Performances from the likes of Bradley Cooper and Amy Adams are also solid, though quite what happens with Adams’ accent is unknown, and at times she sounds like she’s created her own new English-speaking country and has duly invented their accent, which turns out to be a weird amalgamation of Queen’s English and a pretty standard American drawl. Aside from that, her character slots in to the narrative perfectly, and is just as alluring and manipulative as Rosalyn is. It’s interesting to see how the women exercise their power during a time and an industry that is completely dominated by men, and Adams is perfect at portraying it. Honourable mentions must also be given to a reliable turn from Jeremy Renner and a pleasing uncredited appearance for Robert De Niro as a mob boss. Russell really did hit the jackpot.
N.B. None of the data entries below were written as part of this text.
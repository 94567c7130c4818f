// SPDX-License-Identifier: AGPL-3.0-or-later
//
// Copyright (C) 2026 Relational Network

//! Sealer and sender recovery.
//!
//! PoSV blocks do not carry the sealer in the `miner` field. The sealer signs
//! the header hash with the signature itself excluded, and appends the 65-byte
//! signature to `extraData`. Recovering the public key from that signature
//! gives the sealer's address.

use alloy::primitives::{keccak256, Address, Bytes, B256};
use k256::ecdsa::{RecoveryId, Signature, VerifyingKey};

use super::types::RpcHeader;
use crate::codec::rlp_list;

/// Length of the seal appended to `extraData`: r (32) | s (32) | v (1).
pub const EXTRA_SEAL: usize = 65;

/// Errors raised by signature handling.
#[derive(Debug, Clone, PartialEq, Eq, thiserror::Error)]
pub enum RecoveryError {
    #[error("extra-data {0} byte suffix signature missing")]
    MissingSignature(usize),

    #[error("signature must be {EXTRA_SEAL} bytes, got {0}")]
    InvalidSignatureLength(usize),

    #[error("invalid recovery id: {0}")]
    InvalidRecoveryId(u8),

    #[error("invalid signature: {0}")]
    InvalidSignature(String),

    #[error("invalid public key: {0}")]
    InvalidPublicKey(String),
}

/// Hash the sealer signs: the header without the trailing seal.
pub fn seal_hash(header: &RpcHeader) -> Result<B256, RecoveryError> {
    let extra = header.extra_data.as_ref();
    if extra.len() < EXTRA_SEAL {
        return Err(RecoveryError::MissingSignature(EXTRA_SEAL));
    }
    let unsealed_extra = Bytes::copy_from_slice(&extra[..extra.len() - EXTRA_SEAL]);

    let encoded = rlp_list(&[
        &header.parent_hash,
        &header.sha3_uncles,
        &header.miner,
        &header.state_root,
        &header.transactions_root,
        &header.receipts_root,
        &header.logs_bloom,
        &header.difficulty,
        &header.number,
        &header.gas_limit,
        &header.gas_used,
        &header.timestamp,
        &unsealed_extra,
        &header.mix_hash,
        &header.nonce,
    ]);
    Ok(keccak256(encoded))
}

/// Recover the address that sealed `header`.
pub fn recover_sealer(header: &RpcHeader) -> Result<Address, RecoveryError> {
    let hash = seal_hash(header)?;
    let extra = header.extra_data.as_ref();
    recover_address(&hash, &extra[extra.len() - EXTRA_SEAL..])
}

/// Recover the signer of `prehash` from a 65-byte `r | s | v` signature.
///
/// `v` may be 0/1 or 27/28.
pub fn recover_address(prehash: &B256, signature: &[u8]) -> Result<Address, RecoveryError> {
    let key = recover_key(prehash, signature)?;
    Ok(public_key_to_address(&key))
}

pub(crate) fn recover_key(prehash: &B256, signature: &[u8]) -> Result<VerifyingKey, RecoveryError> {
    if signature.len() != EXTRA_SEAL {
        return Err(RecoveryError::InvalidSignatureLength(signature.len()));
    }
    let v = signature[64];
    let recovery_byte = match v {
        0 | 1 => v,
        27 | 28 => v - 27,
        other => return Err(RecoveryError::InvalidRecoveryId(other)),
    };
    let recovery_id =
        RecoveryId::from_byte(recovery_byte).ok_or(RecoveryError::InvalidRecoveryId(v))?;
    let sig = Signature::from_slice(&signature[..64])
        .map_err(|e| RecoveryError::InvalidSignature(e.to_string()))?;

    VerifyingKey::recover_from_prehash(prehash.as_slice(), &sig, recovery_id)
        .map_err(|e| RecoveryError::InvalidSignature(e.to_string()))
}

/// Address of a secp256k1 public key: the low 20 bytes of keccak256(X | Y).
pub fn public_key_to_address(key: &VerifyingKey) -> Address {
    let point = key.to_encoded_point(false);
    Address::from_slice(&keccak256(&point.as_bytes()[1..])[12..])
}

/// Address for a SEC1-encoded public key (compressed or uncompressed).
pub fn recover_sender(public_key: &[u8]) -> Result<Address, RecoveryError> {
    let key = VerifyingKey::from_sec1_bytes(public_key)
        .map_err(|e| RecoveryError::InvalidPublicKey(e.to_string()))?;
    Ok(public_key_to_address(&key))
}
What Russell has created here is a fast-paced, engaging and amusing ensemble piece that makes up for what it lacks in depth by throwing in a whole heap of entertainment. Tightly directed and provocatively shot, it takes nothing for granted and ensures every scene is measured well, and my goodness are the costumes immaculately prepared, all the way down to the comically perfect hair that features so strongly throughout. ‘American Hustle’ may not quite be a masterpiece, it’s not really breaking new ground and it has nothing that interesting to say about anything really, but it’s an extremely entertaining romp that’s consistently funny and wonderfully performed, and so it deserves its plaudits in many respects, and is another example of Russell’s considerable talent.